Dataset entries
((

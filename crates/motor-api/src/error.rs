//! API error types and HTTP response mapping.

use axum::Json;
use axum::extract::rejection::{PathRejection, QueryRejection};
use axum::http::HeaderValue;
use axum::http::StatusCode;
use axum::http::header::HeaderName;
use axum::response::{IntoResponse, Response};
use serde::{Deserialize, Serialize};
use utoipa::ToSchema;

use motor_core::Error as CoreError;
use motor_core::IdParseError;

use crate::context::REQUEST_ID_HEADER;

/// API result type.
pub type ApiResult<T> = Result<T, ApiError>;

/// Standard JSON error response body.
#[derive(Debug, Clone, PartialEq, Eq, Serialize, Deserialize, ToSchema)]
#[serde(rename_all = "camelCase")]
pub struct ApiErrorResponse {
    /// HTTP status code.
    pub status: u16,
    /// Stable machine-readable error code.
    pub code: String,
    /// Human-readable message (safe for clients).
    pub message: String,
    /// The raw input value that was rejected, if any.
    #[serde(default, skip_serializing_if = "Option::is_none")]
    pub rejected_value: Option<String>,
    /// Optional request ID for correlation.
    #[serde(default, skip_serializing_if = "Option::is_none")]
    pub request_id: Option<String>,
}

/// HTTP API error with stable machine-readable code.
#[derive(Debug)]
pub struct ApiError {
    status: StatusCode,
    code: &'static str,
    message: String,
    rejected_value: Option<String>,
    request_id: Option<String>,
}

impl ApiError {
    /// Returns an error response for invalid input.
    pub fn bad_request(message: impl Into<String>) -> Self {
        Self::new(StatusCode::BAD_REQUEST, "BAD_REQUEST", message)
    }

    /// Returns an error response for authorization failures.
    pub fn forbidden(message: impl Into<String>) -> Self {
        Self::new(StatusCode::FORBIDDEN, "FORBIDDEN", message)
    }

    /// Returns an error response for missing resources.
    pub fn not_found(message: impl Into<String>) -> Self {
        Self::new(StatusCode::NOT_FOUND, "NOT_FOUND", message)
    }

    /// Returns an internal error response.
    pub fn internal(message: impl Into<String>) -> Self {
        Self::new(StatusCode::INTERNAL_SERVER_ERROR, "INTERNAL", message)
    }

    /// Attaches the raw input value that caused the error.
    #[must_use]
    pub fn with_rejected_value(mut self, value: impl Into<String>) -> Self {
        self.rejected_value = Some(value.into());
        self
    }

    /// Attaches a request ID for correlation.
    #[must_use]
    pub fn with_request_id(mut self, request_id: impl Into<String>) -> Self {
        self.request_id = Some(request_id.into());
        self
    }

    /// Returns the HTTP status code for this error.
    #[must_use]
    pub const fn status(&self) -> StatusCode {
        self.status
    }

    /// Returns the human-readable error message.
    #[must_use]
    pub fn message(&self) -> &str {
        &self.message
    }

    /// Returns the rejected input value, if one was attached.
    #[must_use]
    pub fn rejected_value(&self) -> Option<&str> {
        self.rejected_value.as_deref()
    }

    /// Returns the request ID, if one was attached.
    #[must_use]
    pub fn request_id(&self) -> Option<&str> {
        self.request_id.as_deref()
    }

    /// Returns the stable machine-readable error code.
    #[must_use]
    pub const fn code(&self) -> &'static str {
        self.code
    }

    fn new(status: StatusCode, code: &'static str, message: impl Into<String>) -> Self {
        Self {
            status,
            code,
            message: message.into(),
            rejected_value: None,
            request_id: None,
        }
    }
}

impl IntoResponse for ApiError {
    fn into_response(self) -> Response {
        let request_id = self.request_id;
        let mut response = (
            self.status,
            Json(ApiErrorResponse {
                status: self.status.as_u16(),
                code: self.code.to_string(),
                message: self.message,
                rejected_value: self.rejected_value,
                request_id: request_id.clone(),
            }),
        )
            .into_response();

        if let Some(request_id) = request_id {
            if let Ok(value) = HeaderValue::from_str(&request_id) {
                response
                    .headers_mut()
                    .insert(HeaderName::from_static(REQUEST_ID_HEADER), value);
            }
        }

        response
    }
}

impl From<CoreError> for ApiError {
    fn from(value: CoreError) -> Self {
        match value {
            CoreError::InvalidId { message } | CoreError::InvalidInput(message) => {
                Self::bad_request(message)
            }
            CoreError::Forbidden(message) => Self::forbidden(message),
            CoreError::NotFound(message) => Self::not_found(message),
            CoreError::ResourceNotFound { resource_type, id } => {
                Self::not_found(format!("{resource_type} not found: {id}"))
            }
            CoreError::Serialization { message } | CoreError::Internal { message } => {
                Self::internal(message)
            }
        }
    }
}

impl From<IdParseError> for ApiError {
    fn from(value: IdParseError) -> Self {
        Self::bad_request(value.to_string()).with_rejected_value(value.raw())
    }
}

impl From<PathRejection> for ApiError {
    fn from(value: PathRejection) -> Self {
        Self::bad_request(value.body_text())
    }
}

impl From<QueryRejection> for ApiError {
    fn from(value: QueryRejection) -> Self {
        Self::bad_request(value.body_text())
    }
}

#[cfg(test)]
mod tests {
    use super::*;

    #[test]
    fn test_core_errors_keep_their_status_class() {
        let cases = [
            (CoreError::Forbidden("no".into()), StatusCode::FORBIDDEN),
            (CoreError::NotFound("gone".into()), StatusCode::NOT_FOUND),
            (
                CoreError::resource_not_found("VehicleToEngineConfig", 7),
                StatusCode::NOT_FOUND,
            ),
            (CoreError::InvalidInput("bad vin".into()), StatusCode::BAD_REQUEST),
            (CoreError::internal("boom"), StatusCode::INTERNAL_SERVER_ERROR),
            (
                CoreError::Serialization {
                    message: "eof".into(),
                },
                StatusCode::INTERNAL_SERVER_ERROR,
            ),
        ];
        for (core, status) in cases {
            assert_eq!(ApiError::from(core).status(), status);
        }
    }

    #[test]
    fn test_id_parse_error_carries_rejected_value() {
        let err = motor_core::VehicleToEngineConfigId::parse("123ABC").unwrap_err();
        let api = ApiError::from(err);
        assert_eq!(api.status(), StatusCode::BAD_REQUEST);
        assert_eq!(api.code(), "BAD_REQUEST");
        assert_eq!(api.rejected_value(), Some("123ABC"));
    }

    #[test]
    fn test_request_id_is_echoed_in_header() {
        let response = ApiError::not_found("missing")
            .with_request_id("01JABCDEF")
            .into_response();
        assert_eq!(response.status(), StatusCode::NOT_FOUND);
        assert_eq!(
            response
                .headers()
                .get(REQUEST_ID_HEADER)
                .and_then(|v| v.to_str().ok()),
            Some("01JABCDEF")
        );
    }
}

))

- **About this task**
Please repeat every entry, exactly as it was written.

- **Exercise response**
filename crates/motor-api/src/error.rs
//! API error types and HTTP response mapping.

use axum::Json;
use axum::extract::rejection::{PathRejection, QueryRejection};
use axum::http::HeaderValue;
use axum::http::StatusCode;
use axum::http::header::HeaderName;
use axum::response::{IntoResponse, Response};
use serde::{Deserialize, Serialize};
use utoipa::ToSchema;

use motor_core::Error as CoreError;
use motor_core::IdParseError;

use crate::context::REQUEST_ID_HEADER;

/// API result type.
pub type ApiResult<T> = Result<T, ApiError>;

/// Standard JSON error response body.
#[derive(Debug, Clone, PartialEq, Eq, Serialize, Deserialize, ToSchema)]
#[serde(rename_all = "camelCase")]
pub struct ApiErrorResponse {
    /// HTTP status code.
    pub status: u16,
    /// Stable machine-readable error code.
    pub code: String,
    /// Human-readable message (safe for clients).
    pub message: String,
    /// The raw input value that was rejected, if any.
    #[serde(default, skip_serializing_if = "Option::is_none")]
    pub rejected_value: Option<String>,
    /// Optional request ID for correlation.
    #[serde(default, skip_serializing_if = "Option::is_none")]
    pub request_id: Option<String>,
}

/// HTTP API error with stable machine-readable code.
#[derive(Debug)]
pub struct ApiError {
    status: StatusCode,
    code: &'static str,
    message: String,
    rejected_value: Option<String>,
    request_id: Option<String>,
}

impl ApiError {
    /// Returns an error response for invalid input.
    pub fn bad_request(message: impl Into<String>) -> Self {
        Self::new(StatusCode::BAD_REQUEST, "BAD_REQUEST", message)
    }

    /// Returns an error response for authorization failures.
    pub fn forbidden(message: impl Into<String>) -> Self {
        Self::new(StatusCode::FORBIDDEN, "FORBIDDEN", message)
    }

    /// Returns an error response for missing resources.
    pub fn not_found(message: impl Into<String>) -> Self {
        Self::new(StatusCode::NOT_FOUND, "NOT_FOUND", message)
    }

    /// Returns an internal error response.
    pub fn internal(message: impl Into<String>) -> Self {
        Self::new(StatusCode::INTERNAL_SERVER_ERROR, "INTERNAL", message)
    }

    /// Attaches the raw input value that caused the error.
    #[must_use]
    pub fn with_rejected_value(mut self, value: impl Into<String>) -> Self {
        self.rejected_value = Some(value.into());
        self
    }

    /// Attaches a request ID for correlation.
    #[must_use]
    pub fn with_request_id(mut self, request_id: impl Into<String>) -> Self {
        self.request_id = Some(request_id.into());
        self
    }

    /// Returns the HTTP status code for this error.
    #[must_use]
    pub const fn status(&self) -> StatusCode {
        self.status
    }

    /// Returns the human-readable error message.
    #[must_use]
    pub fn message(&self) -> &str {
        &self.message
    }

    /// Returns the rejected input value, if one was attached.
    #[must_use]
    pub fn rejected_value(&self) -> Option<&str> {
        self.rejected_value.as_deref()
    }

    /// Returns the request ID, if one was attached.
    #[must_use]
    pub fn request_id(&self) -> Option<&str> {
        self.request_id.as_deref()
    }

    /// Returns the stable machine-readable error code.
    #[must_use]
    pub const fn code(&self) -> &'static str {
        self.code
    }

    fn new(status: StatusCode, code: &'static str, message: impl Into<String>) -> Self {
        Self {
            status,
            code,
            message: message.into(),
            rejected_value: None,
            request_id: None,
        }
    }
}

impl IntoResponse for ApiError {
    fn into_response(self) -> Response {
        let request_id = self.request_id;
        let mut response = (
            self.status,
            Json(ApiErrorResponse {
                status: self.status.as_u16(),
                code: self.code.to_string(),
                message: self.message,
                rejected_value: self.rejected_value,
                request_id: request_id.clone(),
            }),
        )
            .into_response();

        if let Some(request_id) = request_id {
            if let Ok(value) = HeaderValue::from_str(&request_id) {
                response
                    .headers_mut()
                    .insert(HeaderName::from_static(REQUEST_ID_HEADER), value);
            }
        }

        response
    }
}

impl From<CoreError> for ApiError {
    fn from(value: CoreError) -> Self {
        match value {
            CoreError::InvalidId { message } | CoreError::InvalidInput(message) => {
                Self::bad_request(message)
            }
            CoreError::Forbidden(message) => Self::forbidden(message),
            CoreError::NotFound(message) => Self::not_found(message),
            CoreError::ResourceNotFound { resource_type, id } => {
                Self::not_found(format!("{resource_type} not found: {id}"))
            }
            CoreError::Serialization { message } | CoreError::Internal { message } => {
                Self::internal(message)
            }
        }
    }
}

impl From<IdParseError> for ApiError {
    fn from(value: IdParseError) -> Self {
        Self::bad_request(value.to_string()).with_rejected_value(value.raw())
    }
}

impl From<PathRejection> for ApiError {
    fn from(value: PathRejection) -> Self {
        Self::bad_request(value.body_text())
    }
}

impl From<QueryRejection> for ApiError {
    fn from(value: QueryRejection) -> Self {
        Self::bad_request(value.body_text())
    }
}

#[cfg(test)]
mod tests {
    use super::*;

    #[test]
    fn test_core_errors_keep_their_status_class() {
        let cases = [
            (CoreError::Forbidden("no".into()), StatusCode::FORBIDDEN),
            (CoreError::NotFound("gone".into()), StatusCode::NOT_FOUND),
            (
                CoreError::resource_not_found("VehicleToEngineConfig", 7),
                StatusCode::NOT_FOUND,
            ),
            (CoreError::InvalidInput("bad vin".into()), StatusCode::BAD_REQUEST),
            (CoreError::internal("boom"), StatusCode::INTERNAL_SERVER_ERROR),
            (
                CoreError::Serialization {
                    message: "eof".into(),
                },
                StatusCode::INTERNAL_SERVER_ERROR,
            ),
        ];
        for (core, status) in cases {
            assert_eq!(ApiError::from(core).status(), status);
        }
    }

    #[test]
    fn test_id_parse_error_carries_rejected_value() {
        let err = motor_core::VehicleToEngineConfigId::parse("123ABC").unwrap_err();
        let api = ApiError::from(err);
        assert_eq!(api.status(), StatusCode::BAD_REQUEST);
        assert_eq!(api.code(), "BAD_REQUEST");
        assert_eq!(api.rejected_value(), Some("123ABC"));
    }

    #[test]
    fn test_request_id_is_echoed_in_header() {
        let response = ApiError::not_found("missing")
            .with_request_id("01JABCDEF")
            .into_response();
        assert_eq!(response.status(), StatusCode::NOT_FOUND);
        assert_eq!(
            response
                .headers()
                .get(REQUEST_ID_HEADER)
                .and_then(|v| v.to_str().ok()),
            Some("01JABCDEF")
        );
    }
}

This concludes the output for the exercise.